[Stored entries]
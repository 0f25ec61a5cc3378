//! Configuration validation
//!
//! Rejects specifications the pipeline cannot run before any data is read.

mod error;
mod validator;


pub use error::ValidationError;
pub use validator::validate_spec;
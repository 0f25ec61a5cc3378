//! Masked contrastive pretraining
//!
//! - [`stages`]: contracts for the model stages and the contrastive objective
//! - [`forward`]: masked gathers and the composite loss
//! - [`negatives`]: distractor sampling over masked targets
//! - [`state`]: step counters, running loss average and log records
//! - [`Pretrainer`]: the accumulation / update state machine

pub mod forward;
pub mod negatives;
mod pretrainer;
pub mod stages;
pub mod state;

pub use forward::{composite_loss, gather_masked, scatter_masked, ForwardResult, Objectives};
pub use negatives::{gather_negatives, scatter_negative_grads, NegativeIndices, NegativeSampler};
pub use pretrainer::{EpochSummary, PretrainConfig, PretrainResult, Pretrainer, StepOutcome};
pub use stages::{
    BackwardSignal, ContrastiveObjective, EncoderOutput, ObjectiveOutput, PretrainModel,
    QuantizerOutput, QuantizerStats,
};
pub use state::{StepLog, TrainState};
==
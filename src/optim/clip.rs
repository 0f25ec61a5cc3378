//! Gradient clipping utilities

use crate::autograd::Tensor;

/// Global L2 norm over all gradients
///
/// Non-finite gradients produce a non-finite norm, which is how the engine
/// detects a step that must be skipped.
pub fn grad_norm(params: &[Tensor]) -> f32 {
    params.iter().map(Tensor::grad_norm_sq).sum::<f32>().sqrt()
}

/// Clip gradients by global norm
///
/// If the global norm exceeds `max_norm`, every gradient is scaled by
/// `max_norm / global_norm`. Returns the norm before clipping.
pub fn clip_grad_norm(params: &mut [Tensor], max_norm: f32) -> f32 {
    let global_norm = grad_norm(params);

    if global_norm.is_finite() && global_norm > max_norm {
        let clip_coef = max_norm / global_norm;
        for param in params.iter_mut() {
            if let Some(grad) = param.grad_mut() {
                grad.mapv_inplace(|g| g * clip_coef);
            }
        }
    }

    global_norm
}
--
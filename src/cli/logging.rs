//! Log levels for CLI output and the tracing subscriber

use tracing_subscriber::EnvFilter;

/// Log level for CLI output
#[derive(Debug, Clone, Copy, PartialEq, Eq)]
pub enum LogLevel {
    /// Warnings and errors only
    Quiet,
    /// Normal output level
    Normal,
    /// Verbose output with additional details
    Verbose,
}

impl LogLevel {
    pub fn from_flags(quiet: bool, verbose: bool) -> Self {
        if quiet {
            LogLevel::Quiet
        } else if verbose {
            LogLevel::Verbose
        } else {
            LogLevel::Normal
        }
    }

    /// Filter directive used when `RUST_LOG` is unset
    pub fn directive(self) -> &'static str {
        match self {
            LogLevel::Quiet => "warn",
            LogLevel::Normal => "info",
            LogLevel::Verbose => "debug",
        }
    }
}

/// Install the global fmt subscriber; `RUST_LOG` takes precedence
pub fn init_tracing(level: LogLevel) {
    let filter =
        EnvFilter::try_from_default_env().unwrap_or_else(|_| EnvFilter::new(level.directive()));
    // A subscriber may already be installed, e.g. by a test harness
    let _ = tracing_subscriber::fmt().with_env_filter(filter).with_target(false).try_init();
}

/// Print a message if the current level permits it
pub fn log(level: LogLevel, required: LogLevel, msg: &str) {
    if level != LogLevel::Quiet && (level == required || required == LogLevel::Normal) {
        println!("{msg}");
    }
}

• [WHAT THIS TASK INVOLVES] Which lines in the records contain the word "Normal"? Copy each one.

• [RESPONSE]
    /// Normal output level
    Normal,
            LogLevel::Normal
            LogLevel::Normal => "info",
    if level != LogLevel::Quiet && (level == required || required == LogLevel::Normal) {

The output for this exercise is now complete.